Biocapitalism: Universities in the Knowledge Economy - Syllabus

Biocapitalism: Universities in the Knowledge Economy - Syllabus

 

This Design Research-Workshop in the Department of Architecture at MIT is being presented by Arindum Datta, with inputs from Nader Tehrani, Liam O’Brien, Joel Lamere, Lorena Bello, Cristina Parreno Alonso, Irene Hwang, and others. 

 

Description

To say that the university is defined by the quest for knowledge is to suggest that the price of money is determined by the value of gold. At best this amounts to propping up one fiction by recourse to another. What are the hallmarks of the present, and future, university? We can list some: large real estate acquisitions and development; greater corporate penetration into research and training activity; the franchising of university names into global brand equities; the scouring of new markets through marketable e-learning portfolios; competitive building of larger intellectual property assets; blurring of domains between faculty, venture capital, corporate boardrooms, and start-up industries; outsourcing student labor through co-sponsored research or internship programs; a decrease in tenured or permanent positions, compensated by burgeoning cadres of adjunct teachers on temporary contracts; thickened cadres of financial, legal, and administrative staff accompanied by heightened dissociation in institutional decision-making by upper administration or education ministries; curricula that emphasize entrepreneurial potential over disciplinary questions; the redescription, in both rhetorical and legal terms, of students as consumers. 

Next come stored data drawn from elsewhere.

use crate::error::{FitrackError, Result};
use chrono::NaiveDate;
use serde::de::DeserializeOwned;
use serde::{Deserialize, Serialize};
use std::fmt;

pub type RecordId = u64;

/// The three independently persisted collections.
#[derive(Debug, Clone, Copy, PartialEq, Eq, Hash, Serialize, Deserialize)]
pub enum Collection {
    Users,
    Plans,
    Logs,
}

impl Collection {
    pub fn all() -> &'static [Collection] {
        &[Collection::Users, Collection::Plans, Collection::Logs]
    }

    pub fn name(&self) -> &'static str {
        match self {
            Collection::Users => "users",
            Collection::Plans => "plans",
            Collection::Logs => "logs",
        }
    }

    /// File name used by the filesystem backend.
    pub fn file_name(&self) -> String {
        format!("{}.json", self.name())
    }
}

impl fmt::Display for Collection {
    fn fmt(&self, f: &mut fmt::Formatter<'_>) -> fmt::Result {
        f.write_str(self.name())
    }
}

/// A record type stored as one element of a [`Collection`].
pub trait Record: Serialize + DeserializeOwned + Clone {
    const COLLECTION: Collection;

    fn id(&self) -> RecordId;
}

#[derive(Debug, Clone, PartialEq, Serialize, Deserialize)]
pub struct User {
    pub user_id: RecordId,
    pub name: String,
    pub age: i64,
    pub height: f64,
    pub weight: f64,
    pub contact: String,
}

/// Registration input; the id is assigned by the store.
#[derive(Debug, Clone, PartialEq)]
pub struct NewUser {
    pub name: String,
    pub age: i64,
    pub height: f64,
    pub weight: f64,
    pub contact: String,
}

impl User {
    pub fn new(user_id: RecordId, input: NewUser) -> Result<Self> {
        require_text("name", &input.name)?;
        require_finite("height", input.height)?;
        require_finite("weight", input.weight)?;
        Ok(Self {
            user_id,
            name: input.name,
            age: input.age,
            height: input.height,
            weight: input.weight,
            contact: input.contact,
        })
    }

    /// Profile update: the only mutation a user record supports.
    pub fn set_measurements(&mut self, height: f64, weight: f64) -> Result<()> {
        require_finite("height", height)?;
        require_finite("weight", weight)?;
        self.height = height;
        self.weight = weight;
        Ok(())
    }
}

impl Record for User {
    const COLLECTION: Collection = Collection::Users;

    fn id(&self) -> RecordId {
        self.user_id
    }
}

#[derive(Debug, Clone, PartialEq, Eq, Serialize, Deserialize)]
pub struct Plan {
    pub plan_id: RecordId,
    #[serde(rename = "type")]
    pub plan_type: String,
    pub description: String,
}

impl Plan {
    pub fn new(plan_id: RecordId, plan_type: String, description: String) -> Result<Self> {
        require_text("type", &plan_type)?;
        Ok(Self {
            plan_id,
            plan_type,
            description,
        })
    }
}

impl Record for Plan {
    const COLLECTION: Collection = Collection::Plans;

    fn id(&self) -> RecordId {
        self.plan_id
    }
}

#[derive(Debug, Clone, PartialEq, Serialize, Deserialize)]
pub struct Log {
    pub log_id: RecordId,
    pub user_id: RecordId,
    pub date: NaiveDate,
    pub steps: i64,
    pub calories_burned: i64,
    pub calories_consumed: i64,
    pub exercise_time: f64,
}

/// One day's activity as entered by a user.
#[derive(Debug, Clone, PartialEq)]
pub struct NewLog {
    pub user_id: RecordId,
    pub steps: i64,
    pub calories_burned: i64,
    pub calories_consumed: i64,
    /// Minutes.
    pub exercise_time: f64,
    pub date: NaiveDate,
}

impl Log {
    pub fn new(log_id: RecordId, input: NewLog) -> Result<Self> {
        require_finite("exercise_time", input.exercise_time)?;
        Ok(Self {
            log_id,
            user_id: input.user_id,
            date: input.date,
            steps: input.steps,
            calories_burned: input.calories_burned,
            calories_consumed: input.calories_consumed,
            exercise_time: input.exercise_time,
        })
    }
}

impl Record for Log {
    const COLLECTION: Collection = Collection::Logs;

    fn id(&self) -> RecordId {
        self.log_id
    }
}

fn require_text(field: &str, value: &str) -> Result<()> {
    if value.trim().is_empty() {
        return Err(FitrackError::InvalidInput(format!("{} cannot be empty", field)));
    }
    Ok(())
}

// NaN and infinities have no JSON representation and would not load back.
fn require_finite(field: &str, value: f64) -> Result<()> {
    if !value.is_finite() {
        return Err(FitrackError::InvalidInput(format!(
            "{} must be a finite number",
            field
        )));
    }
    Ok(())
}

#[cfg(test)]
mod tests {
    use super::*;

    fn ana() -> NewUser {
        NewUser {
            name: "Ana".to_string(),
            age: 30,
            height: 1.65,
            weight: 60.0,
            contact: "x".to_string(),
        }
    }

    #[test]
    fn test_user_rejects_blank_name() {
        let input = NewUser {
            name: "   ".to_string(),
            ..ana()
        };
        assert!(matches!(
            User::new(1, input),
            Err(FitrackError::InvalidInput(_))
        ));
    }

    #[test]
    fn test_user_rejects_nan_height() {
        let input = NewUser {
            height: f64::NAN,
            ..ana()
        };
        assert!(User::new(1, input).is_err());
    }

    #[test]
    fn test_plan_type_serializes_as_type() {
        let plan = Plan::new(1, "Diet".to_string(), "Low carb".to_string()).unwrap();
        let json = serde_json::to_value(&plan).unwrap();
        assert_eq!(json["type"], "Diet");
        assert_eq!(json["plan_id"], 1);
        assert!(json.get("plan_type").is_none());
    }

    #[test]
    fn test_log_date_is_iso_formatted() {
        let log = Log::new(
            1,
            NewLog {
                user_id: 1,
                steps: 1000,
                calories_burned: 200,
                calories_consumed: 1800,
                exercise_time: 30.5,
                date: NaiveDate::from_ymd_opt(2024, 3, 9).unwrap(),
            },
        )
        .unwrap();
        let json = serde_json::to_value(&log).unwrap();
        assert_eq!(json["date"], "2024-03-09");
    }

    #[test]
    fn test_reads_record_written_by_legacy_tool() {
        let raw = r#"{
            "user_id": 7, "name": "Ana", "age": 30,
            "height": 1.65, "weight": 60.0, "contact": "x"
        }"#;
        let user: User = serde_json::from_str(raw).unwrap();
        assert_eq!(user.id(), 7);
        assert_eq!(user.weight, 60.0);
    }

    #[test]
    fn test_collection_file_names() {
        assert_eq!(Collection::Users.file_name(), "users.json");
        assert_eq!(Collection::Plans.file_name(), "plans.json");
        assert_eq!(Collection::Logs.file_name(), "logs.json");
    }
}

What is/should be the future of knowledge in the new, hybrid context of the knowledge economy and of knowledge capitalism? How might/should the “form” – in both architectonic and physical terms – of the university change if, say, the professor is no longer a privileged purveyor of knowledge? What will be its domain and dominion; what ‘brave new world’ will it find itself in? What kind of physical form will/should universities of the future acquire, particularly if they no longer monopolize the acquisition, possession, and dissemination of knowledge (e.g. if knowledge repositories are no longer contained in physical artifacts such as libraries)? How will the “publics” of the future negotiate these redrawn franchising and rentierism of knowledge? What will be the university’s relationship to the “public”? How may we rethink the constituent typologies that have so long been the architectural mainstay of the university: the lecture theater; the seminar room; the laboratory hall; the library (after digitalization); the convocation grounds, the dormitory, the university corridor, the classical cupola?

 

This workshop is one of the many co-located classes and workshops that are part of the History and Future of Higher Education HASTAC project.